National Gay and Lesbian Taskforce Fights 2257

Joanne Cachapero
LOS ANGELES — (NGLTF) The National Gay and Lesbian Taskforce has voiced concerns about the potential impact of 2257 regulations on social networking sites like Manhunt.com or AdultFriendFinder.com, where users post explicit photos of themselves online.

In a statement posted on OutInAmerica.com, the NGLTF gives a brief overview of 2257 regs and raises the prospect of social networking sites being required to keep records of users personal information and copies of photo identification.

“These sites will have the same record keeping requirements as other adult businesses. For sites like Manhunt and AFF, it is virtually impossible to comply. The regs seriously compromise their business model,” Free Speech Coalition executive director Diane Duke told XBIZ.

In July, the Federal Register published amended 2257 regs. Since then, the Justice Department is required to accept public commentary for a period of time that will end Sept. 10.

The NGLTF is calling for concerned individuals to contact the Justice Department by email (for contact information, see below).

“The National Gay and Lesbian Task Force is involved in this fight because we believe sexual freedom is a fundamental human right and we don't think the government has any place in relations between consenting adults,” the statement read.

“These regulations are part of our government's hypocritical and punitive views about sex, sexuality, and reproductive rights. All of this – from abstinence-only sex education programs to the elimination of funding for accurate and explicit HIV prevention programs – fall hardest on gay, lesbian, bisexual and transgender people,” the group said.

Issues pertaining to how 2257 impact secondary producers, as well as amendments that would include simulated sexual activity under the definition of “explicit” material, are pointed out by the NGLTF as having a chilling affect, not only on the adult entertainment industry but on networking sites, that might be considered secondary producers under 2257.

The advocacy group also raised concerns about no-warrant investigations of adult producers that may result in individuals’ personal information being collected by the government.

The NGLTF goes on also to say that while the government claims 2257 is being implemented under the guise of protecting under-age individuals ostensibly being exploited in adult productions, that clearly is not the case.

“Obviously, none of this has anything to do with child pornography.

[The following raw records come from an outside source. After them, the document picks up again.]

//! Camera frame sources.
//!
//! - Synthetic `stub://` devices (tests, dry runs without hardware)
//! - USB/CSI cameras through V4L2 (feature: camera-v4l2)
//!
//! Every source hands the main loop one RGB24 `Frame` per `capture()` call. Device byte
//! layouts are normalized at capture time; nothing downstream sees BGR or NV12.

mod normalize;
pub mod v4l2;

use anyhow::Result;

use crate::frame::Frame;

pub use normalize::PixelFormat;
pub use v4l2::{Camera, CameraConfig, CameraStats};

/// A blocking source of frames, started once and then polled by the main loop.
pub trait FrameSource {
    /// Open the device and wait for it to settle. Must be called before `capture`.
    fn start(&mut self) -> Result<()>;

    /// Block until the next frame is available.
    fn capture(&mut self) -> Result<Frame>;

    /// Human-readable source description for logs.
    fn describe(&self) -> String;
}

Instead, it is a blatant attempt to end the ability of consenting adults to use adult social-networking sites to meet other people for sex. Obviously, if these regulations go into effect, they will kill this industry,” the NGLTF said.

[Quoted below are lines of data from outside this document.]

use anyhow::Result;
use std::path::Path;

use crate::detect::result::RawDetection;

/// Model inference backend.
///
/// A backend is loaded once at startup and invoked once per frame with the path of an
/// image file holding that frame. It returns the model's detection table in model order.
pub trait DetectorBackend {
    /// Backend identifier.
    fn name(&self) -> &'static str;

    /// Run inference on the image stored at `image`.
    ///
    /// The file is only valid for the duration of this call.
    fn infer(&mut self, image: &Path) -> Result<Vec<RawDetection>>;

    /// Optional warm-up hook.
    fn warm_up(&mut self) -> Result<()> {
        Ok(())
    }
}

impl<B: DetectorBackend + ?Sized> DetectorBackend for Box<B> {
    fn name(&self) -> &'static str {
        (**self).name()
    }

    fn infer(&mut self, image: &Path) -> Result<Vec<RawDetection>> {
        (**self).infer(image)
    }

    fn warm_up(&mut self) -> Result<()> {
        (**self).warm_up()
    }
}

“I have been in contact with Matt Forman, Executive Director of the National Gay and Lesbian Task Force,” Duke said. “They launched their campaign to get comments in by September 10th. The more pressure we can put on the DOJ at this time the better. It is important that they understand that we will not allow the anti-adult entertainment zealots in the government to systematically dismantle our industry. We are a vital industry, we have friends, we have a large consumer base and we will put up a fight.”

The Justice Department can be contacted about 2257 issues via regular mail, email or FAX.

Written comments may be submitted to: Andrew Oosterbaan, Chief, Child Exploitation and Obscenity Section, Criminal Division, United States Department of Justice, Washington, DC 20530, Attn: ‘‘Docket No. CRM 104.”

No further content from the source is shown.